English actor, comedian and musician (1935–2002)

Dudley Stuart John Moore (19 April 1935 – 27 March 2002) was an English actor, comedian, musician and composer. He first came to prominence in the UK as a leading figure in the British satire boom of the 1960s. He was one of the four writer-performers in the groundbreaking satirical comedy revue Beyond the Fringe from 1960 to 1964. With another member of that team, Peter Cook, Moore collaborated on the BBC television series Not Only... But Also from 1965 to 1970. In their popular double act, Moore's buffoonery contrasted with Cook's deadpan monologues. They jointly received the 1966 British Academy Television Award for Best Entertainment Performance and worked together on other projects, such as the hit film Bedazzled (1967) and the Derek and Clive series of comedy albums. Moore and Cook ceased working together regularly after 1978, by which time Moore had settled in Los Angeles, California, to concentrate on his film career.

Following Bedazzled, Moore's work as a comedy film actor was marked by further hit films, particularly Foul Play (1978), 10 (1979) and Arthur (1981). For Arthur, Moore was nominated for the Academy Award for Best Actor and won a Golden Globe Award. He received a second Golden Globe for his performance in Micki & Maude (1984). Moore was awarded a star on the Hollywood Walk of Fame in 1987 and was made a CBE by Queen Elizabeth II at Buckingham Palace on 16 November 2001 in what was his last public appearance.

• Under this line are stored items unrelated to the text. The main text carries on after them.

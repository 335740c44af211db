use serde::Serialize;
use thiserror::Error;

/// A single rejected field in an agent update.
#[derive(Debug, Clone, PartialEq, Eq, Serialize)]
#[serde(rename_all = "camelCase")]
pub struct FieldError {
    pub field: String,
    pub message: String,
    #[serde(skip_serializing_if = "Option::is_none")]
    pub valid_values: Option<Vec<String>>,
}

impl FieldError {
    pub fn new(field: impl Into<String>, message: impl Into<String>) -> Self {
        Self {
            field: field.into(),
            message: message.into(),
            valid_values: None,
        }
    }

    pub fn with_valid_values(mut self, values: &[&str]) -> Self {
        self.valid_values = Some(values.iter().map(|v| v.to_string()).collect());
        self
    }
}

#[derive(Debug, Error)]
pub enum CcmError {
    #[error("home directory not found: set HOME environment variable")]
    HomeNotFound,

    #[error("Project not found: {0}")]
    ProjectNotFound(String),

    #[error("Project directory does not exist: {0}")]
    ProjectMissing(String),

    #[error("invalid agent id '{0}': must contain only letters, digits, hyphens, and underscores")]
    InvalidAgentId(String),

    #[error("Invalid path: directory traversal detected ({0})")]
    InvalidPath(String),

    #[error("Validation failed")]
    Validation(Vec<FieldError>),

    #[error("Invalid YAML frontmatter: {0}")]
    Frontmatter(String),

    #[error("Invalid JSON in {path}: {source}")]
    InvalidJson {
        path: String,
        #[source]
        source: serde_json::Error,
    },

    #[error(transparent)]
    Io(#[from] std::io::Error),

    #[error(transparent)]
    Yaml(#[from] serde_yaml::Error),

    #[error(transparent)]
    Json(#[from] serde_json::Error),
}

pub type Result<T> = std::result::Result<T, CcmError>;
use crate::output::{print_json, print_table, print_warnings, truncate};
use anyhow::Result;
use ccm_core::hook::group_by_event;
use ccm_core::mcp::{split_by_enabled, McpServer};
use ccm_core::project::{self, discover_projects};
use ccm_core::parsed::merge;
use ccm_core::{user, CcmError, Parsed};
use clap::Args;
use serde::Serialize;
use std::path::{Path, PathBuf};

const DESCRIPTION_WIDTH: usize = 60;

// ---------------------------------------------------------------------------
// Scope resolution
// ---------------------------------------------------------------------------

/// Scope flags shared by the listing subcommands.
#[derive(Args, Debug, Clone)]
pub struct ScopeArgs {
    /// Project id, name or path (user scope when omitted)
    #[arg(long, short = 'p')]
    pub project: Option<String>,

    /// Also list user-scope entries after the project's own
    #[arg(long, requires = "project")]
    pub include_user: bool,
}

/// Which configuration a listing reads: a project directory or the user's home.
enum Target {
    Project(PathBuf),
    User(PathBuf),
}

fn target(home: &Path, project: Option<&str>) -> Result<Target> {
    let Some(key) = project else {
        return Ok(Target::User(home.to_path_buf()));
    };
    let discovery = discover_projects(home);
    let found = discovery
        .find(key)
        .ok_or_else(|| CcmError::ProjectNotFound(key.to_string()))?;
    if !found.path.is_dir() {
        return Err(CcmError::ProjectMissing(found.path.display().to_string()).into());
    }
    Ok(Target::Project(found.path.clone()))
}

fn load<T>(
    home: &Path,
    scope: &ScopeArgs,
    for_project: fn(&Path) -> Parsed<T>,
    for_user: fn(&Path) -> Parsed<T>,
) -> Result<Parsed<T>> {
    Ok(match target(home, scope.project.as_deref())? {
        Target::Project(path) if scope.include_user => merge(for_project(&path), for_user(home)),
        Target::Project(path) => for_project(&path),
        Target::User(home) => for_user(&home),
    })
}

/// Print `parsed` as JSON, or hand it to `table` when it has items.
fn emit<T: Serialize>(
    parsed: &Parsed<T>,
    json: bool,
    kind: &str,
    table: impl FnOnce(&[T]),
) -> Result<()> {
    if json {
        return print_json(parsed);
    }
    print_warnings(&parsed.warnings);
    if parsed.is_empty() {
        println!("No {kind} found.");
    } else {
        table(&parsed.items);
    }
    Ok(())
}

// ---------------------------------------------------------------------------
// Listings
// ---------------------------------------------------------------------------

pub fn agents(home: &Path, scope: &ScopeArgs, json: bool) -> Result<()> {
    let parsed = load(home, scope, project::project_agents, user::user_agents)?;
    emit(&parsed, json, "agents", |agents| {
        let rows = agents
            .iter()
            .map(|a| {
                vec![
                    a.id.clone(),
                    a.model.clone(),
                    a.tools.join(", "),
                    truncate(&a.description, DESCRIPTION_WIDTH),
                ]
            })
            .collect();
        print_table(&["ID", "MODEL", "TOOLS", "DESCRIPTION"], rows);
    })
}

pub fn commands(home: &Path, scope: &ScopeArgs, json: bool) -> Result<()> {
    let parsed = load(home, scope, project::project_commands, user::user_commands)?;
    emit(&parsed, json, "commands", |commands| {
        let rows = commands
            .iter()
            .map(|c| {
                vec![
                    format!("/{}", c.name),
                    c.argument_hint.clone().unwrap_or_default(),
                    truncate(&c.description, DESCRIPTION_WIDTH),
                ]
            })
            .collect();
        print_table(&["COMMAND", "ARGS", "DESCRIPTION"], rows);
    })
}

pub fn hooks(home: &Path, scope: &ScopeArgs, json: bool) -> Result<()> {
    let parsed = load(home, scope, project::project_hooks, user::user_hooks)?;
    emit(&parsed, json, "hooks", |hooks| {
        let mut rows = Vec::new();
        for (event, group) in group_by_event(hooks) {
            for hook in group {
                let commands: Vec<&str> = hook
                    .hooks
                    .iter()
                    .filter_map(|a| a.command.as_deref())
                    .collect();
                rows.push(vec![
                    event.clone(),
                    hook.matcher.clone(),
                    truncate(&commands.join("; "), DESCRIPTION_WIDTH),
                    hook.source.clone(),
                ]);
            }
        }
        print_table(&["EVENT", "MATCHER", "COMMANDS", "SOURCE"], rows);
    })
}

pub fn mcp(home: &Path, scope: &ScopeArgs, json: bool) -> Result<()> {
    let parsed = load(home, scope, project::project_mcp, user::user_mcp)?;
    emit(&parsed, json, "MCP servers", |servers| {
        let (enabled, disabled) = split_by_enabled(servers);
        let rows = enabled
            .iter()
            .map(|s| server_row(s, "enabled"))
            .chain(disabled.iter().map(|s| server_row(s, "disabled")))
            .collect();
        print_table(&["NAME", "TRANSPORT", "TARGET", "STATUS", "SOURCE"], rows);
    })
}

fn server_row(server: &McpServer, status: &str) -> Vec<String> {
    let target = match (&server.url, &server.command) {
        (Some(url), _) => url.clone(),
        (None, Some(cmd)) if server.args.is_empty() => cmd.clone(),
        (None, Some(cmd)) => format!("{cmd} {}", server.args.join(" ")),
        (None, None) => String::new(),
    };
    vec![
        server.name.clone(),
        server.transport.clone(),
        truncate(&target, DESCRIPTION_WIDTH),
        status.to_string(),
        server.source.clone(),
    ]
}
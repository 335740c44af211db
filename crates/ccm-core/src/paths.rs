use crate::error::{CcmError, Result};
use std::path::{Component, Path, PathBuf};

// ---------------------------------------------------------------------------
// Directory constants
// ---------------------------------------------------------------------------

pub const CLAUDE_DIR: &str = ".claude";
pub const CLAUDE_JSON: &str = ".claude.json";
pub const AGENTS_DIR: &str = "agents";
pub const COMMANDS_DIR: &str = "commands";
pub const SETTINGS_FILE: &str = "settings.json";
pub const LOCAL_SETTINGS_FILE: &str = "settings.local.json";
pub const MCP_JSON: &str = ".mcp.json";

// ---------------------------------------------------------------------------
// Home directory
// ---------------------------------------------------------------------------

/// The current user's home directory. `$HOME` wins when set.
pub fn home_dir() -> Result<PathBuf> {
    home::home_dir()
        .filter(|p| !p.as_os_str().is_empty())
        .ok_or(CcmError::HomeNotFound)
}

/// Expand a leading `~` against `home`. Other paths are returned unchanged.
pub fn expand_home(path: &str, home: &Path) -> PathBuf {
    if path == "~" {
        return home.to_path_buf();
    }
    if let Some(rest) = path.strip_prefix("~/") {
        return home.join(rest);
    }
    PathBuf::from(path)
}

/// Render `path` relative to `home` as `~/...` when it lives underneath it.
pub fn display_path(path: &Path, home: &Path) -> String {
    match path.strip_prefix(home) {
        Ok(rest) if rest.as_os_str().is_empty() => "~".to_string(),
        Ok(rest) => format!("~/{}", to_slash(rest)),
        Err(_) => path.display().to_string(),
    }
}

/// Join `rel` with `/` separators regardless of platform.
pub fn to_slash(rel: &Path) -> String {
    rel.components()
        .map(|c| c.as_os_str().to_string_lossy())
        .collect::<Vec<_>>()
        .join("/")
}

// ---------------------------------------------------------------------------
// Project ids
// ---------------------------------------------------------------------------

/// Derive a URL-safe project id from its path.
///
/// `/home/user/projects/MyApp` becomes `homeuserprojectsmyapp`: one leading
/// slash is dropped, then every separator, drive colon and whitespace
/// character is removed and the remainder lowercased.
pub fn project_id(path: &str) -> String {
    let trimmed = path.strip_prefix('/').unwrap_or(path);
    trimmed
        .chars()
        .filter(|c| !matches!(c, '/' | '\\' | ':') && !c.is_whitespace())
        .flat_map(char::to_lowercase)
        .collect()
}

// ---------------------------------------------------------------------------
// Safety helpers
// ---------------------------------------------------------------------------

fn normalize(path: &Path) -> PathBuf {
    let mut out = PathBuf::new();
    for component in path.components() {
        match component {
            Component::CurDir => {}
            Component::ParentDir => {
                out.pop();
            }
            other => out.push(other.as_os_str()),
        }
    }
    out
}

/// Join `segment` onto `base`, refusing results that escape `base`.
pub fn safe_join(base: &Path, segment: &str) -> Result<PathBuf> {
    let base = normalize(base);
    let joined = normalize(&base.join(segment));
    if !joined.starts_with(&base) {
        return Err(CcmError::InvalidPath(segment.to_string()));
    }
    Ok(joined)
}

pub fn is_valid_directory(path: &Path) -> bool {
    path.is_dir()
}

// ---------------------------------------------------------------------------
// Location helpers
// ---------------------------------------------------------------------------

pub fn claude_json_path(home: &Path) -> PathBuf {
    home.join(CLAUDE_JSON)
}

/// `~/.claude` for the user scope, `<project>/.claude` for a project.
pub fn claude_dir(base: &Path) -> PathBuf {
    base.join(CLAUDE_DIR)
}

pub fn agents_dir(base: &Path) -> PathBuf {
    claude_dir(base).join(AGENTS_DIR)
}

pub fn commands_dir(base: &Path) -> PathBuf {
    claude_dir(base).join(COMMANDS_DIR)
}

pub fn settings_path(base: &Path) -> PathBuf {
    claude_dir(base).join(SETTINGS_FILE)
}

pub fn local_settings_path(base: &Path) -> PathBuf {
    claude_dir(base).join(LOCAL_SETTINGS_FILE)
}

pub fn mcp_json_path(project: &Path) -> PathBuf {
    project.join(MCP_JSON)
}

// ---------------------------------------------------------------------------
// Tests
// ---------------------------------------------------------------------------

==Early life and education ==
Moore was born at the original Charing Cross Hospital in central London, the son of Ada Francis (née Hughes), a secretary, and John Moore, a railway electrician from Glasgow.
He had an older sister, Barbara. Moore was brought up on the Becontree estate in Dagenham, Essex. He was short at 5 ft 2 in and had club feet that required extensive hospital treatment. This made him the butt of jokes from other children. His right foot responded well to corrective treatment by the time he was six, but his left foot was permanently twisted and his left leg below the knee was withered. He remained self-conscious about this throughout his life.

Moore became a chorister at the age of six. When he was 11 years old, he earned a scholarship to the Guildhall School of Music, where he took up harpsichord, organ, violin, musical theory and composition. He rapidly developed into a highly talented pianist and organist and was playing the organ at local church weddings by the age of 14. He attended Dagenham County High School, where he received dedicated musical tuition from Peter Cork (1926–2012), who helped him towards his Oxford music scholarship. (Norma Winstone was another student of Cork's at Dagenham). Cork was also a composer. Moore kept in touch until the mid-1990s and his letters to Cork were published in 2006.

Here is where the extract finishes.